A 4th District judge Wednesday refused to reduce bail for an Orem man charged with the drug overdose death of a teen girl, whose body was found in March lying in a flower bed behind an LDS chapel.
Monte White, 19, will remain in the Utah County Jail on $250,000 bail. He will stand trial Oct. 21 on a charge of murder, a first-degree felony, in the death of Natalie Farrer, 17, Orem.He also will stand trial on three second-degree felony counts of heroin distribution; one count of heroin possession and one count of abuse of a dead body, third-degree felonies; and marijuana and drug paraphernalia possession, class B misdemeanors.
Judge Lynn W. Davis refused to reduce White's bail mainly out of fear that White is a heroin addict who would again become involved with heroin if released from jail.
Meanwhile, co-defendant Benjamin Zee Jensen, 19, Orem, is close to accepting a plea bargain offered by prosecutors. Jensen was in court Thursday for a bail hearing, but his attorney Dean Zabriske said Jensen will likely enter a plea to reduced charges next week.

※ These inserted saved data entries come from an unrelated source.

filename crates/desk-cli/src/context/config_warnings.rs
use desk_config::DeskConfig;

/// Warn about settings that look intended but did not take effect.
pub fn warn_unconfigured(config: &DeskConfig) {
    for warning in collect_unconfigured_warnings(config, std::env::vars()) {
        tracing::warn!("{warning}");
    }
}

fn collect_unconfigured_warnings<I>(config: &DeskConfig, env: I) -> Vec<String>
where
    I: IntoIterator<Item = (String, String)>,
{
    let env_keys = env.into_iter().map(|(key, _)| key).collect::<Vec<_>>();

    let mut warnings = Vec::new();

    if config.gemini.is_configured() {
        return warnings;
    }

    if has_env_prefix(&env_keys, "DESK_GEMINI") {
        warnings.push(
            "Gemini API key is empty while DESK_GEMINI* env vars exist. Use double underscores (example: DESK_GEMINI__API_KEY)."
                .to_string(),
        );
    } else {
        warnings.push(
            "Gemini API key is not configured; AI answers will be a fallback message. Set GEMINI_API_KEY or DESK_GEMINI__API_KEY."
                .to_string(),
        );
    }

    warnings
}

fn has_env_prefix(keys: &[String], prefix: &str) -> bool {
    keys.iter().any(|key| key.starts_with(prefix))
}
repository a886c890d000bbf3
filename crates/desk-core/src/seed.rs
//! Sample rows that populate a fresh shell.

use chrono::NaiveDate;

use crate::entities::{Assignment, GpaEntry, TimeSlot};
use crate::enums::{LetterGrade, SlotColor, Weekday};
use crate::ids::EntryId;

fn date(year: i32, month: u32, day: u32) -> NaiveDate {
    NaiveDate::from_ymd_opt(year, month, day).unwrap_or(NaiveDate::MIN)
}

fn assignment(
    id: u64,
    title: &str,
    course: &str,
    due: NaiveDate,
    completed: bool,
    reminder_set: bool,
) -> Assignment {
    Assignment {
        id: EntryId(id),
        title: title.to_string(),
        course: course.to_string(),
        due_date: due,
        completed,
        reminder_set,
    }
}

fn slot(
    id: u64,
    day: Weekday,
    time: &str,
    course: &str,
    location: &str,
    color: SlotColor,
) -> TimeSlot {
    TimeSlot {
        id: EntryId(id),
        day,
        time: time.to_string(),
        course: course.to_string(),
        location: location.to_string(),
        color,
    }
}

/// Four assignments, already in due-date order.
#[must_use]
pub fn sample_assignments() -> Vec<Assignment> {
    vec![
        assignment(
            1,
            "Problem Set 1",
            "Advanced Algorithms",
            date(2024, 10, 15),
            true,
            false,
        ),
        assignment(
            2,
            "Lab Report 3",
            "Operating Systems",
            date(2024, 10, 18),
            false,
            true,
        ),
        assignment(
            3,
            "Parser Implementation",
            "Compilers",
            date(2024, 10, 22),
            false,
            false,
        ),
        assignment(
            4,
            "Homework 5",
            "Linear Algebra",
            date(2024, 10, 25),
            false,
            false,
        ),
    ]
}

/// A Monday-to-Saturday week of classes.
#[must_use]
pub fn sample_timetable() -> Vec<TimeSlot> {
    use SlotColor::{Blue, Green, Purple, Red, Yellow};
    use Weekday::{Friday, Monday, Saturday, Thursday, Tuesday, Wednesday};

    vec![
        slot(1, Monday, "09:00 - 11:00", "Advanced Algorithms", "Hall A", Red),
        slot(2, Monday, "13:00 - 15:00", "Operating Systems", "Lab 3", Blue),
        slot(3, Tuesday, "10:00 - 12:00", "Compilers", "Hall B", Green),
        slot(4, Wednesday, "11:00 - 13:00", "Advanced Algorithms", "Hall A", Red),
        slot(5, Wednesday, "16:00 - 18:00", "Linear Algebra", "Room 101", Yellow),
        slot(6, Thursday, "09:00 - 11:00", "Compilers", "Hall B", Green),
        slot(7, Thursday, "14:00 - 16:00", "Operating Systems", "Lab 3", Blue),
        slot(8, Friday, "10:00 - 12:00", "Linear Algebra", "Room 101", Yellow),
        slot(9, Saturday, "11:00 - 14:00", "Weekend Workshop", "Studio C", Purple),
    ]
}

/// Two graded courses.
#[must_use]
pub fn sample_gpa_entries() -> Vec<GpaEntry> {
    vec![
        GpaEntry {
            id: EntryId(1),
            course: "Advanced Algorithms".to_string(),
            credits: 3.0,
            grade: LetterGrade::AMinus,
        },
        GpaEntry {
            id: EntryId(2),
            course: "Operating Systems".to_string(),
            credits: 4.0,
            grade: LetterGrade::BPlus,
        },
    ]
}

#[cfg(test)]
mod tests {
    use super::*;
    use crate::gpa::compute_gpa;

    #[test]
    fn sample_assignments_are_sorted() {
        let rows = sample_assignments();
        assert!(rows.windows(2).all(|pair| pair[0].due_date <= pair[1].due_date));
    }

    #[test]
    fn sample_gpa_matches_reference_figure() {
        assert_eq!(compute_gpa(&sample_gpa_entries()), "3.47");
    }

    #[test]
    fn sample_timetable_covers_every_day() {
        let rows = sample_timetable();
        for day in Weekday::ALL {
            assert!(rows.iter().any(|slot| slot.day == day), "{day} has no class");
        }
    }
}
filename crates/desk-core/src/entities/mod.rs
//! Entity structs for all StudyDesk rows.
//!
//! All structs derive `Serialize`, `Deserialize`, and `JsonSchema` so the CLI
//! can print them as JSON and publish their schemas.

mod assignment;
mod chat_message;
mod gpa_entry;
mod time_slot;

pub use assignment::Assignment;
pub use chat_message::ChatMessage;
pub use gpa_entry::GpaEntry;
pub use time_slot::TimeSlot;

use crate::ids::EntryId;

/// A row that can be addressed by id inside a list editor.
pub trait Keyed {
    fn id(&self) -> EntryId;
}

impl Keyed for Assignment {
    fn id(&self) -> EntryId {
        self.id
    }
}

impl Keyed for GpaEntry {
    fn id(&self) -> EntryId {
        self.id
    }
}

impl Keyed for TimeSlot {
    fn id(&self) -> EntryId {
        self.id
    }
}
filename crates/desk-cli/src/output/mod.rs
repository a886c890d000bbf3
use serde::Serialize;
use serde_json::Value;

use crate::cli::OutputFormat;

pub mod table;

/// Render a serializable response to a string in the requested format.
pub fn render<T: Serialize>(value: &T, format: OutputFormat) -> anyhow::Result<String> {
    match format {
        OutputFormat::Json => Ok(serde_json::to_string_pretty(value)?),
        OutputFormat::Table => render_table(value),
        OutputFormat::Raw => Ok(serde_json::to_string(value)?),
    }
}

/// Print a serializable response in the requested format.
pub fn output<T: Serialize>(value: &T, format: OutputFormat) -> anyhow::Result<()> {
    let rendered = render(value, format)?;
    println!("{rendered}");
    Ok(())
}

/// Print plain text, or wrap it as `{"<key>": text}` for JSON formats.
pub fn output_text(key: &str, text: &str, format: OutputFormat) -> anyhow::Result<()> {
    match format {
        OutputFormat::Table => {
            println!("{text}");
            Ok(())
        }
        OutputFormat::Json | OutputFormat::Raw => {
            let mut map = serde_json::Map::new();
            map.insert(key.to_string(), Value::String(text.to_string()));
            output(&Value::Object(map), format)
        }
    }
}

fn render_table<T: Serialize>(value: &T) -> anyhow::Result<String> {
    let options = table::TableOptions::from_env();

    let value = serde_json::to_value(value)?;
    match value {
        Value::Array(items) => Ok(render_array_table(&items, options)),
        Value::Object(map) => {
            // An object wrapping row arrays renders each section in turn.
            if map.values().any(Value::is_array) {
                let sections = map
                    .iter()
                    .map(|(key, value)| match value {
                        Value::Array(items) => {
                            format!("{key}:\n{}", render_array_table(items, options))
                        }
                        other => format!("{key}: {}", value_to_cell(other)),
                    })
                    .collect::<Vec<_>>();
                return Ok(sections.join("\n\n"));
            }

            let headers = ["field", "value"];
            let rows = map
                .iter()
                .map(|(key, value)| vec![key.clone(), value_to_cell(value)])
                .collect::<Vec<_>>();
            Ok(table::render_rows(&headers, &rows, options))
        }
        scalar => Ok(value_to_cell(&scalar)),
    }
}

fn render_array_table(items: &[Value], options: table::TableOptions) -> String {
    if items.is_empty() {
        return String::from("(no rows)");
    }

    if !items.iter().all(Value::is_object) {
        let headers = ["value"];
        let rows = items
            .iter()
            .map(|item| vec![value_to_cell(item)])
            .collect::<Vec<_>>();
        return table::render_rows(&headers, &rows, options);
    }

    // Column order follows the first appearance of each field.
    let mut headers = Vec::<String>::new();
    for map in items.iter().filter_map(Value::as_object) {
        for key in map.keys() {
            if !headers.contains(key) {
                headers.push(key.clone());
            }
        }
    }

    let header_refs = headers.iter().map(String::as_str).collect::<Vec<_>>();
    let rows = items
        .iter()
        .filter_map(Value::as_object)
        .map(|map| {
            headers
                .iter()
                .map(|header| map.get(header).map_or_else(|| String::from("-"), value_to_cell))
                .collect::<Vec<_>>()
        })
        .collect::<Vec<_>>();

    table::render_rows(&header_refs, &rows, options)
}

fn value_to_cell(value: &Value) -> String {
    match value {
        Value::Null => String::from("-"),
        Value::Bool(v) => String::from(if *v { "yes" } else { "no" }),
        Value::Number(v) => v.to_string(),
        Value::String(v) => v.clone(),
        other => serde_json::to_string(other).unwrap_or_else(|_| String::from("<invalid-json>")),
    }
}
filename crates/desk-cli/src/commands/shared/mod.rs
pub mod parse;
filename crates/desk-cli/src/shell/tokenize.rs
//! Split a shell line into words.
//!
//! Words are separated by whitespace. Single quotes keep their content
//! verbatim; double quotes allow `\"` and `\\` escapes. A backslash outside
//! quotes escapes the next character.

use thiserror::Error;

#[derive(Debug, Error, PartialEq, Eq)]
pub enum TokenizeError {
    #[error("unterminated {0} quote")]
    UnterminatedQuote(char),
    #[error("trailing backslash")]
    TrailingEscape,
}

pub fn tokenize(line: &str) -> Result<Vec<String>, TokenizeError> {
    let mut words = Vec::new();
    let mut current = String::new();
    // Distinguishes `''` (an empty word) from no word at all.
    let mut in_word = false;
    let mut chars = line.chars();

    while let Some(ch) = chars.next() {
        match ch {
            c if c.is_whitespace() => {
                if in_word {
                    words.push(std::mem::take(&mut current));
                    in_word = false;
                }
            }
            '\'' => {
                in_word = true;
                loop {
                    match chars.next() {
                        Some('\'') => break,
                        Some(c) => current.push(c),
                        None => return Err(TokenizeError::UnterminatedQuote('\'')),
                    }
                }
            }
            '"' => {
                in_word = true;
                loop {
                    match chars.next() {
                        Some('"') => break,
                        Some('\\') => match chars.next() {
                            Some(c @ ('"' | '\\')) => current.push(c),
                            Some(c) => {
                                current.push('\\');
                                current.push(c);
                            }
                            None => return Err(TokenizeError::UnterminatedQuote('"')),
                        },
                        Some(c) => current.push(c),
                        None => return Err(TokenizeError::UnterminatedQuote('"')),
                    }
                }
            }
            '\\' => {
                in_word = true;
                current.push(chars.next().ok_or(TokenizeError::TrailingEscape)?);
            }
            c => {
                in_word = true;
                current.push(c);
            }
        }
    }

    if in_word {
        words.push(current);
    }
    Ok(words)
}

#[cfg(test)]
mod tests {
    use pretty_assertions::assert_eq;
    use rstest::rstest;

    use super::{TokenizeError, tokenize};

    #[rstest]
    #[case("", &[])]
    #[case("   ", &[])]
    #[case("add monday", &["add", "monday"])]
    #[case("set 3 --time '09:00 - 11:00'", &["set", "3", "--time", "09:00 - 11:00"])]
    #[case(r#"ask "what is \"big O\"?""#, &["ask", r#"what is "big O"?"#])]
    #[case(r"note a\ b", &["note", "a b"])]
    #[case("set 1 --location ''", &["set", "1", "--location", ""])]
    #[case("draft --title=\"Lab 2\"", &["draft", "--title=Lab 2"])]
    fn splits_words(#[case] line: &str, #[case] want: &[&str]) {
        assert_eq!(tokenize(line).unwrap(), want);
    }

    #[test]
    fn unterminated_quote_is_an_error() {
        assert_eq!(
            tokenize("note 'half").unwrap_err(),
            TokenizeError::UnterminatedQuote('\'')
        );
        assert_eq!(
            tokenize("note \"half").unwrap_err(),
            TokenizeError::UnterminatedQuote('"')
        );
    }

    #[test]
    fn trailing_backslash_is_an_error() {
        assert_eq!(tokenize("note \\").unwrap_err(), TokenizeError::TrailingEscape);
    }
}
//! # desk-config
//!
//! Layered configuration loading for StudyDesk using figment.
//!
//! Configuration sources (in priority order, highest wins):
//! 1. Environment variables (`DESK_*` prefix, `__` as separator)
//! 2. `GEMINI_API_KEY`, then `API_KEY`, for the Gemini credential only
//! 3. Project-level `.desk/config.toml`
//! 4. User-level `~/.config/studydesk/config.toml`
//! 5. Built-in defaults
//!
//! # Environment Variable Mapping
//!
//! Figment maps `DESK_GEMINI__API_KEY` -> `gemini.api_key`,
//! `DESK_GENERAL__DEFAULT_TAB` -> `general.default_tab`, etc.
//! The `__` (double underscore) separates nested config sections.
//!
//! # Usage
//!
//! ```no_run
//! use desk_config::DeskConfig;
//!
//! let config = DeskConfig::load_with_dotenv().expect("config");
//! if !config.gemini.is_configured() {
//!     eprintln!("AI features will answer with a fallback message");
//! }
//! ```

mod error;
mod gemini;
mod general;

pub use error::ConfigError;
pub use gemini::{DEFAULT_BASE_URL, DEFAULT_MODEL, GeminiConfig};
pub use general::GeneralConfig;

use figment::{
    Figment,
    providers::{Env, Format, Serialized, Toml},
};
use serde::{Deserialize, Serialize};
use std::path::PathBuf;

/// Conventional credential variables, lowest priority first.
const CREDENTIAL_VARS: [&str; 2] = ["API_KEY", "GEMINI_API_KEY"];

#[derive(Debug, Clone, Default, Deserialize, Serialize)]
pub struct DeskConfig {
    #[serde(default)]
    pub gemini: GeminiConfig,
    #[serde(default)]
    pub general: GeneralConfig,
}

impl DeskConfig {
    /// Load configuration from all sources (TOML files + environment variables).
    ///
    /// Does NOT call `dotenvy` -- use [`Self::load_with_dotenv`] if you need
    /// `.env` file loading.
    pub fn load() -> Result<Self, ConfigError> {
        let config: Self = Self::figment().extract()?;
        config.validate()?;
        Ok(config)
    }

    /// Load configuration with `.env` file support.
    ///
    /// Loads `.env` from the current directory (if present) before building
    /// the figment. This is the typical entry point for the CLI.
    pub fn load_with_dotenv() -> Result<Self, ConfigError> {
        let _ = dotenvy::dotenv();
        Self::load()
    }

    /// Build the figment provider chain.
    ///
    /// This is public so tests can inspect the figment directly or add
    /// additional providers on top.
    pub fn figment() -> Figment {
        let mut figment = Figment::from(Serialized::defaults(Self::default()));

        // Layer 1: User-global config
        if let Some(global_path) = Self::global_config_path() {
            if global_path.exists() {
                figment = figment.merge(Toml::file(global_path));
            }
        }

        // Layer 2: Project-local config
        let local_path = PathBuf::from(".desk/config.toml");
        if local_path.exists() {
            figment = figment.merge(Toml::file(local_path));
        }

        // Layer 3: Conventional credential variables
        for var in CREDENTIAL_VARS {
            figment = figment.merge(
                Env::raw()
                    .only(&[var])
                    .map(|_| "gemini.api_key".into()),
            );
        }

        // Layer 4: Environment variables (highest priority)
        figment.merge(Env::prefixed("DESK_").split("__"))
    }

    /// Path to the user-global config file.
    fn global_config_path() -> Option<PathBuf> {
        dirs::config_dir().map(|p| p.join("studydesk").join("config.toml"))
    }

    fn validate(&self) -> Result<(), ConfigError> {
        if self.gemini.model.trim().is_empty() {
            return Err(ConfigError::InvalidValue {
                field: "gemini.model".into(),
                reason: "must not be empty".into(),
            });
        }
        if self.gemini.timeout_secs == 0 {
            return Err(ConfigError::InvalidValue {
                field: "gemini.timeout_secs".into(),
                reason: "must be at least 1".into(),
            });
        }
        Ok(())
    }
}

#[cfg(test)]
mod tests {
    use super::*;

    #[test]
    fn default_config_loads() {
        let config = DeskConfig::default();
        assert!(!config.gemini.is_configured());
        assert!(config.general.seed_samples);
        assert!(config.validate().is_ok());
    }

    #[test]
    fn zero_timeout_is_rejected() {
        let mut config = DeskConfig::default();
        config.gemini.timeout_secs = 0;
        let err = config.validate().unwrap_err();
        assert!(err.to_string().contains("gemini.timeout_secs"));
    }
}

Jensen is currently charged with murder, a first-degree felony, and two charges of heroin distribution, second-degree felonies. Plea negotiations became complicated when Jensen was charged last week with assaulting another inmate at the Utah County Jail.
Deputy Utah County Attorney Phil Hadfield assured Davis that Farrer's family is involved in the plea negotiations.
Farrer's body was found March 9 behind an LDS chapel at 1650 N. Geneva Road in Provo after police received an anonymous 911 call from a nearby pay telephone. The state medical examiner's office ruled that Farrer died from drug intoxication.
According to testimony at their preliminary hearing, White and Jensen confessed to injecting Farrer with heroin on March 8. White also told investigators that when he awoke the next day and found Farrer dead in his bed, he and his sister placed the body in a sleeping bag and dumped it at the chapel. They then drove to a nearby convenience store and called 911.
White allegedly told investigators that after dumping Farrer's body, he and Jensen drove to Salt Lake City and purchased more heroin. However, Jensen was apparently unaware at the time that Farrer had died.
Utah County Deputy Attorney Craig Madsen said White and Jensen are charged with murder because they showed a "depraved indifference to human life" when they injected Farrer with a substance they knew had the potential to cause "grave risk of death."